- _About this task_
The lines below starting at the line containing "fn test(&self, pos: usize, set: &BTreeSet<Terminal>)" and ending at the line containing "fn text(&self, l: usize, r: usize) -> &str;" are to be repeated exactly, with both ends kept and nothing else added.

Data to process START

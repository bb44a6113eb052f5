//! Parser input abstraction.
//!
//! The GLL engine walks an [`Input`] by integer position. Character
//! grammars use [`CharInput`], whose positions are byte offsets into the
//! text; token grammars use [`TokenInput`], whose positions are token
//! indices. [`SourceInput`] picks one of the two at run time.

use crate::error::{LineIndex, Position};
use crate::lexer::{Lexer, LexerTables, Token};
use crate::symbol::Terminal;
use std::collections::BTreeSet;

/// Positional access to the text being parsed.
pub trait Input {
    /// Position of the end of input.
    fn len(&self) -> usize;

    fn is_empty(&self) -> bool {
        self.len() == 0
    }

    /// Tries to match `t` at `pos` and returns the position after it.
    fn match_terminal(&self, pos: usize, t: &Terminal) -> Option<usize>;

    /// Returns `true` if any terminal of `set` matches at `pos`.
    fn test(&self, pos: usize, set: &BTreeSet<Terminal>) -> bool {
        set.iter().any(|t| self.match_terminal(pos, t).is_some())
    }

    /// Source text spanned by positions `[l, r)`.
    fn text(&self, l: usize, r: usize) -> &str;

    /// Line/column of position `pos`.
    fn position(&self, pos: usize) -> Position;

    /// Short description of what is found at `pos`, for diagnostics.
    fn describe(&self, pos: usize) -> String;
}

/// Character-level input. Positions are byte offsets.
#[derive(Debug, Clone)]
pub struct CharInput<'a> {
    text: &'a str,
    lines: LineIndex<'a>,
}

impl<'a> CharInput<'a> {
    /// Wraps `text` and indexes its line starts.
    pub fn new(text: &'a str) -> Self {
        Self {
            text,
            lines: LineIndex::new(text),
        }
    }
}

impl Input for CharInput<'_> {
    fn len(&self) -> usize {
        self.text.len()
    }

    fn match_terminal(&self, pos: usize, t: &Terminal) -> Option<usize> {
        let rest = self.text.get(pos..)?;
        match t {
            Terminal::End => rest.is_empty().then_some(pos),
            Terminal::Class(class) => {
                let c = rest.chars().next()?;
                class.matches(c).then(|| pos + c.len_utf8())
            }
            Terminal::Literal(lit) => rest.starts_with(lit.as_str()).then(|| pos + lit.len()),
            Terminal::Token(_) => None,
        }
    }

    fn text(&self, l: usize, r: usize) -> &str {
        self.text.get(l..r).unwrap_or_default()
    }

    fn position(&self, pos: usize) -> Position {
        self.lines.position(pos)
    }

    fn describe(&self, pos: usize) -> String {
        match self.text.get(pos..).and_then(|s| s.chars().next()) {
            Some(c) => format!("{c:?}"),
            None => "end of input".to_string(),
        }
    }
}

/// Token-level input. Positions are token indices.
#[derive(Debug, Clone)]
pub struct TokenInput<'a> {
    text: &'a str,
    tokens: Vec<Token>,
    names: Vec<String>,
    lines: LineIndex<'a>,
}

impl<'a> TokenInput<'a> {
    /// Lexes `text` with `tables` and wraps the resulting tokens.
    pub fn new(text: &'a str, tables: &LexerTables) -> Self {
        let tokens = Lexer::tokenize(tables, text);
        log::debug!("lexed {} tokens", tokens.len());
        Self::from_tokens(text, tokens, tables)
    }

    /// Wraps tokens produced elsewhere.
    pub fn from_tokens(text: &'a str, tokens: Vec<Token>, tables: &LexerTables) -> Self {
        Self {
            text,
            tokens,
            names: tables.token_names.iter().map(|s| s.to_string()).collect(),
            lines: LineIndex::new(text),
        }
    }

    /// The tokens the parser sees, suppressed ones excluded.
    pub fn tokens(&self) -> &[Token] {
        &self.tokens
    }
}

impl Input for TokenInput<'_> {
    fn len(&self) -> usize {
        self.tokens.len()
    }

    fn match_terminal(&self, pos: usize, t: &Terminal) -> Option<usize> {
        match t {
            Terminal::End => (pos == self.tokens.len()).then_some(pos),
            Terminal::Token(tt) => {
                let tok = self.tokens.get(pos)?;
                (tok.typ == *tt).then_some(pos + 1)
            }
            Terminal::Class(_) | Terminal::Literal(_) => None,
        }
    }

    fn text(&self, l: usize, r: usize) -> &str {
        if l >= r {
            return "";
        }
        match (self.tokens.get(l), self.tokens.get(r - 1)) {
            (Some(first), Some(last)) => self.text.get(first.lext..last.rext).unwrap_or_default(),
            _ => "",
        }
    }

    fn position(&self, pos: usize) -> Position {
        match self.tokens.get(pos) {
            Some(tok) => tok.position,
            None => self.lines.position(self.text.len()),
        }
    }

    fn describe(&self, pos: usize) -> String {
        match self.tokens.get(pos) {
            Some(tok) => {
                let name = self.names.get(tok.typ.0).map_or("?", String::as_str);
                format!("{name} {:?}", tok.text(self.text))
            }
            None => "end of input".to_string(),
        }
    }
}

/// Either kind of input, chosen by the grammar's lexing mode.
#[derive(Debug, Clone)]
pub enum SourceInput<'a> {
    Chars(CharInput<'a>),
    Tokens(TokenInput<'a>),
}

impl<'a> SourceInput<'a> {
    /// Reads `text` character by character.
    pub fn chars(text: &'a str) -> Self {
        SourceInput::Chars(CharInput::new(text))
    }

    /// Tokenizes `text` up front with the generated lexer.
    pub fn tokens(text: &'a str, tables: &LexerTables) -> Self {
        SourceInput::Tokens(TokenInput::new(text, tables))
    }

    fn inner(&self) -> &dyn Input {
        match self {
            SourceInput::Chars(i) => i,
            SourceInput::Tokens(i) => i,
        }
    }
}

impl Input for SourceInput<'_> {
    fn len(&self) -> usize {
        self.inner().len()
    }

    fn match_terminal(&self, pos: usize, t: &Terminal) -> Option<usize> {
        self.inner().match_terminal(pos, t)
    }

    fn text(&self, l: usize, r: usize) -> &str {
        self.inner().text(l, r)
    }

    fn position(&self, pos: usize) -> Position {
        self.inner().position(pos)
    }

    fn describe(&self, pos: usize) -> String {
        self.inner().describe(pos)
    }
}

Data to process END
Data to process START

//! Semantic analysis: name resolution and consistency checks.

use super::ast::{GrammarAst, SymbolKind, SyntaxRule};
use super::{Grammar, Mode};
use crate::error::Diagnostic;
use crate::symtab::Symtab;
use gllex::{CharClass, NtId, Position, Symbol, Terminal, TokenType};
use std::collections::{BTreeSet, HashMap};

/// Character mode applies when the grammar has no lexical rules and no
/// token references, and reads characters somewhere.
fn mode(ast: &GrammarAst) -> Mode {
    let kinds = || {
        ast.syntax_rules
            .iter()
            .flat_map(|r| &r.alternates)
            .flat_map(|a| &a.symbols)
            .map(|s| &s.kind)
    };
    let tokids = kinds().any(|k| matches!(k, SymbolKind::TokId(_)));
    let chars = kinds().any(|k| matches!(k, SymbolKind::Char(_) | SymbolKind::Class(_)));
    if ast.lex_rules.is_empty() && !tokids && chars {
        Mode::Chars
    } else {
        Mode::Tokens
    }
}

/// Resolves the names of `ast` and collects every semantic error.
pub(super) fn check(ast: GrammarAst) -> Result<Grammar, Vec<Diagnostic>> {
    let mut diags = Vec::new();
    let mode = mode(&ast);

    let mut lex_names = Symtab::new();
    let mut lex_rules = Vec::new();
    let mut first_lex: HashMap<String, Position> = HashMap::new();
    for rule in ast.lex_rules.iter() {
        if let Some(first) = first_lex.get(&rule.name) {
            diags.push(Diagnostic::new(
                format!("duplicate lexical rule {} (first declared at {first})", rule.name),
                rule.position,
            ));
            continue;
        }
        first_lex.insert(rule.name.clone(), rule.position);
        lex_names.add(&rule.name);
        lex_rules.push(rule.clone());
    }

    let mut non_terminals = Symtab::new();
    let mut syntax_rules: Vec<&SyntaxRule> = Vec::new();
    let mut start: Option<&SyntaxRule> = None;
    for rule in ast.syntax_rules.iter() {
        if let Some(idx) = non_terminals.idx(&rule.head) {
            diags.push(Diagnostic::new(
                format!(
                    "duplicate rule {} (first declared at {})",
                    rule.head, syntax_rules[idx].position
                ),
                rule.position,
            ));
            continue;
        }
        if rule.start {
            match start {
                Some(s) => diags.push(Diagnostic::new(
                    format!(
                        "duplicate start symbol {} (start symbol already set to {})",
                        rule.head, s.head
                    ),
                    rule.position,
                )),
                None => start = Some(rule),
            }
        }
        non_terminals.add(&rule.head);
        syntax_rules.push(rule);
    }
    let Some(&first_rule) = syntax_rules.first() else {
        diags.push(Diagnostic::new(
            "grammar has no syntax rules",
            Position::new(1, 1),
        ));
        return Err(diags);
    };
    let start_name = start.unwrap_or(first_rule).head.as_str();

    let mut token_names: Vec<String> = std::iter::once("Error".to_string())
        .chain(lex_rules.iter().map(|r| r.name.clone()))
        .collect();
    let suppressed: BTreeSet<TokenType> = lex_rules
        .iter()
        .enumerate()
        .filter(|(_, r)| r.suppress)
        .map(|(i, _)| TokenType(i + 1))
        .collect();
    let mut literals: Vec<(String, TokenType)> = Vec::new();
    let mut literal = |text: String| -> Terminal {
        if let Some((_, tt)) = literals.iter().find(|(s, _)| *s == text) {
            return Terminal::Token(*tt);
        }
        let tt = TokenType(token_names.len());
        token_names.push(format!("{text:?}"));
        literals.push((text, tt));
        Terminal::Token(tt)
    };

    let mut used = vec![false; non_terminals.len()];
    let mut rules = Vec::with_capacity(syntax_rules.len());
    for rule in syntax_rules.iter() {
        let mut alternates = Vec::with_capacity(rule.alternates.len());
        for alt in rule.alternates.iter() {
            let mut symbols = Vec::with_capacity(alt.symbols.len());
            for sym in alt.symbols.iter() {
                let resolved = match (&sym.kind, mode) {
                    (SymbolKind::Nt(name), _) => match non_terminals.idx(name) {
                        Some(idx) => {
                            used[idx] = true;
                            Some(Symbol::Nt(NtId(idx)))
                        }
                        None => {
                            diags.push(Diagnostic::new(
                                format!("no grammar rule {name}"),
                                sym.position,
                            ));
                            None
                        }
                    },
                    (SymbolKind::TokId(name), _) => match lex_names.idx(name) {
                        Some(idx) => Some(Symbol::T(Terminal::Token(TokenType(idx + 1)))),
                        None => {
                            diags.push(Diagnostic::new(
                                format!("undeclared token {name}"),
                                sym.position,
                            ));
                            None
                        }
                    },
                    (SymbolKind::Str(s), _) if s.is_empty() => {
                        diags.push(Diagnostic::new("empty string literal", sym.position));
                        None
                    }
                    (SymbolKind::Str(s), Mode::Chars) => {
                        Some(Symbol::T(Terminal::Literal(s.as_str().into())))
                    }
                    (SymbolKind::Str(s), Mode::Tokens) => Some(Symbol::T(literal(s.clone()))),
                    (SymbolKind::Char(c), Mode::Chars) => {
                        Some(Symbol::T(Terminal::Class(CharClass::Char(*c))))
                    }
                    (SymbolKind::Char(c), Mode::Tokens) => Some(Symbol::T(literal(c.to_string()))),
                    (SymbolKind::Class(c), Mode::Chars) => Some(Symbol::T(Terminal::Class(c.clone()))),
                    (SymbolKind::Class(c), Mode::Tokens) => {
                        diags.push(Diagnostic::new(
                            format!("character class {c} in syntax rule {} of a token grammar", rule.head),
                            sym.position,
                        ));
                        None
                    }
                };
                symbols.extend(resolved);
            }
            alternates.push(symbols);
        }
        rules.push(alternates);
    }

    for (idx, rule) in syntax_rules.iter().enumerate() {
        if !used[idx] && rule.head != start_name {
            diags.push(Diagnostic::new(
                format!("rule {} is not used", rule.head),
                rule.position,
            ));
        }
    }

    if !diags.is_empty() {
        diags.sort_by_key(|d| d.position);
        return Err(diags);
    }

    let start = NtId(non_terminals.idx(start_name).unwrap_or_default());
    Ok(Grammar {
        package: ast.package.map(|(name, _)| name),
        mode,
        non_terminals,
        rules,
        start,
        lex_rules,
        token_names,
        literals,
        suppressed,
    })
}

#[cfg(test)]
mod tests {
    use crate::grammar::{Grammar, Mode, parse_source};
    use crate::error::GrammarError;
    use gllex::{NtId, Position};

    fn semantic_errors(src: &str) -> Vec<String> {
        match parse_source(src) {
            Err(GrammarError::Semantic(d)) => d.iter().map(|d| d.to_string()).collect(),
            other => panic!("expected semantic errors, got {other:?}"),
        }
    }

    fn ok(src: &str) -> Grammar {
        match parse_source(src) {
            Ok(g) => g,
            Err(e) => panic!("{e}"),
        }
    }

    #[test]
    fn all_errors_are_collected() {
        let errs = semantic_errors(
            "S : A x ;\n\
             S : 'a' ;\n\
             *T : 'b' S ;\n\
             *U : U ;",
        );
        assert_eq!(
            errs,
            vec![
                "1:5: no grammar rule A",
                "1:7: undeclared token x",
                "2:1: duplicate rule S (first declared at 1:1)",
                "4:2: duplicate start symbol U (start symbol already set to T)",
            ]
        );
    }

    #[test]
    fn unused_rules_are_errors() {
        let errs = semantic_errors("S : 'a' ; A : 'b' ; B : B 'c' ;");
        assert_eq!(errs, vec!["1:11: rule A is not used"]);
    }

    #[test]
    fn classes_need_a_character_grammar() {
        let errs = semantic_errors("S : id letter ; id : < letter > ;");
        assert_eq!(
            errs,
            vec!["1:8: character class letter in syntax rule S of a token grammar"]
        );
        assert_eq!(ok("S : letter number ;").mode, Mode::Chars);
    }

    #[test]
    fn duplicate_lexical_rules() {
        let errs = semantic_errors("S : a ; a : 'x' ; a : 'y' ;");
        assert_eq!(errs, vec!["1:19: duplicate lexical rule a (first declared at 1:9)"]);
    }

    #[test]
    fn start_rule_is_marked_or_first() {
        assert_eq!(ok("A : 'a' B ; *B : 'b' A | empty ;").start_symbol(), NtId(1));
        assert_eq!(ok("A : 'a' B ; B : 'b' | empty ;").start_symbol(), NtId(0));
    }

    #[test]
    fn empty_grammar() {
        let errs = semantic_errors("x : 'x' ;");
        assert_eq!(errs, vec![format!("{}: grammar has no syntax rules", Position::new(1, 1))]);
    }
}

Data to process END

- _Answer space_
    fn test(&self, pos: usize, set: &BTreeSet<Terminal>) -> bool {
        set.iter().any(|t| self.match_terminal(pos, t).is_some())
    }

    /// Source text spanned by positions `[l, r)`.
    fn text(&self, l: usize, r: usize) -> &str;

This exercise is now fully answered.